==== Information provided ====

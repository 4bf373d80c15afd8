use super::fixed_signer;
use http::header::{AUTHORIZATION, HOST};
use http::Request;
use pretty_assertions::assert_eq;
use reqsign_aliyun_acs3::{Credential, RequestDescriptor, StaticCredentialProvider};
use reqsign_core::{Context, SignRequest, Signer};

const NONCE: &str = "00112233445566778899aabbccddeeff0";
const URL: &str =
    "https://ecs.cn-hangzhou.aliyuncs.com/?Action=DescribeRegions&Version=2014-05-26";

#[tokio::test]
async fn test_sign_request_matches_descriptor() {
    let cred = Credential::new("AK", "SK");

    let (mut parts, _) = Request::get(URL).body(()).unwrap().into_parts();
    fixed_signer(NONCE)
        .sign_request(&Context::new(), &mut parts, Some(&cred), None)
        .await
        .unwrap();

    assert_eq!(
        parts.headers[AUTHORIZATION],
        "ACS3-HMAC-SHA256 Credential=AK,\
         SignedHeaders=host;x-acs-action;x-acs-content-sha256;x-acs-date;x-acs-signature-nonce;x-acs-version,\
         Signature=23dfc76fb6d108285baccee3c69bc8208104c603a0f11c35c4f68e740aeff6d5"
    );
    assert_eq!(parts.uri, URL);
}

#[tokio::test]
async fn test_relative_uri_uses_host_header() {
    let cred = Credential::new("AK", "SK");

    let (mut parts, _) = Request::get("/?Action=DescribeRegions&Version=2014-05-26")
        .header(HOST, "ecs.cn-hangzhou.aliyuncs.com")
        .body(())
        .unwrap()
        .into_parts();
    fixed_signer(NONCE)
        .sign_request(&Context::new(), &mut parts, Some(&cred), None)
        .await
        .unwrap();

    let mut desc = RequestDescriptor::get(URL);
    fixed_signer(NONCE).sign(&mut desc, &cred).unwrap();

    assert_eq!(parts.headers[AUTHORIZATION], desc.headers[AUTHORIZATION]);
}

#[tokio::test]
async fn test_signer_with_static_provider() {
    let signer = Signer::new(
        Context::new(),
        StaticCredentialProvider::new("AK", "SK"),
        fixed_signer(NONCE),
    );

    let (mut parts, _) = Request::get(URL).body(()).unwrap().into_parts();
    signer.sign(&mut parts, None).await.unwrap();

    let mut desc = RequestDescriptor::get(URL);
    fixed_signer(NONCE)
        .sign(&mut desc, &Credential::new("AK", "SK"))
        .unwrap();
    assert_eq!(parts.headers[AUTHORIZATION], desc.headers[AUTHORIZATION]);
}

====

--- The problem ---
Would you transcribe the entries above exactly as they appear?

--- Output ---
repository 4bf373d80c15afd8
use super::fixed_signer;
use http::header::{AUTHORIZATION, HOST};
use http::Request;
use pretty_assertions::assert_eq;
use reqsign_aliyun_acs3::{Credential, RequestDescriptor, StaticCredentialProvider};
use reqsign_core::{Context, SignRequest, Signer};

const NONCE: &str = "00112233445566778899aabbccddeeff0";
const URL: &str =
    "https://ecs.cn-hangzhou.aliyuncs.com/?Action=DescribeRegions&Version=2014-05-26";

#[tokio::test]
async fn test_sign_request_matches_descriptor() {
    let cred = Credential::new("AK", "SK");

    let (mut parts, _) = Request::get(URL).body(()).unwrap().into_parts();
    fixed_signer(NONCE)
        .sign_request(&Context::new(), &mut parts, Some(&cred), None)
        .await
        .unwrap();

    assert_eq!(
        parts.headers[AUTHORIZATION],
        "ACS3-HMAC-SHA256 Credential=AK,\
         SignedHeaders=host;x-acs-action;x-acs-content-sha256;x-acs-date;x-acs-signature-nonce;x-acs-version,\
         Signature=23dfc76fb6d108285baccee3c69bc8208104c603a0f11c35c4f68e740aeff6d5"
    );
    assert_eq!(parts.uri, URL);
}

#[tokio::test]
async fn test_relative_uri_uses_host_header() {
    let cred = Credential::new("AK", "SK");

    let (mut parts, _) = Request::get("/?Action=DescribeRegions&Version=2014-05-26")
        .header(HOST, "ecs.cn-hangzhou.aliyuncs.com")
        .body(())
        .unwrap()
        .into_parts();
    fixed_signer(NONCE)
        .sign_request(&Context::new(), &mut parts, Some(&cred), None)
        .await
        .unwrap();

    let mut desc = RequestDescriptor::get(URL);
    fixed_signer(NONCE).sign(&mut desc, &cred).unwrap();

    assert_eq!(parts.headers[AUTHORIZATION], desc.headers[AUTHORIZATION]);
}

#[tokio::test]
async fn test_signer_with_static_provider() {
    let signer = Signer::new(
        Context::new(),
        StaticCredentialProvider::new("AK", "SK"),
        fixed_signer(NONCE),
    );

    let (mut parts, _) = Request::get(URL).body(()).unwrap().into_parts();
    signer.sign(&mut parts, None).await.unwrap();

    let mut desc = RequestDescriptor::get(URL);
    fixed_signer(NONCE)
        .sign(&mut desc, &Credential::new("AK", "SK"))
        .unwrap();
    assert_eq!(parts.headers[AUTHORIZATION], desc.headers[AUTHORIZATION]);
}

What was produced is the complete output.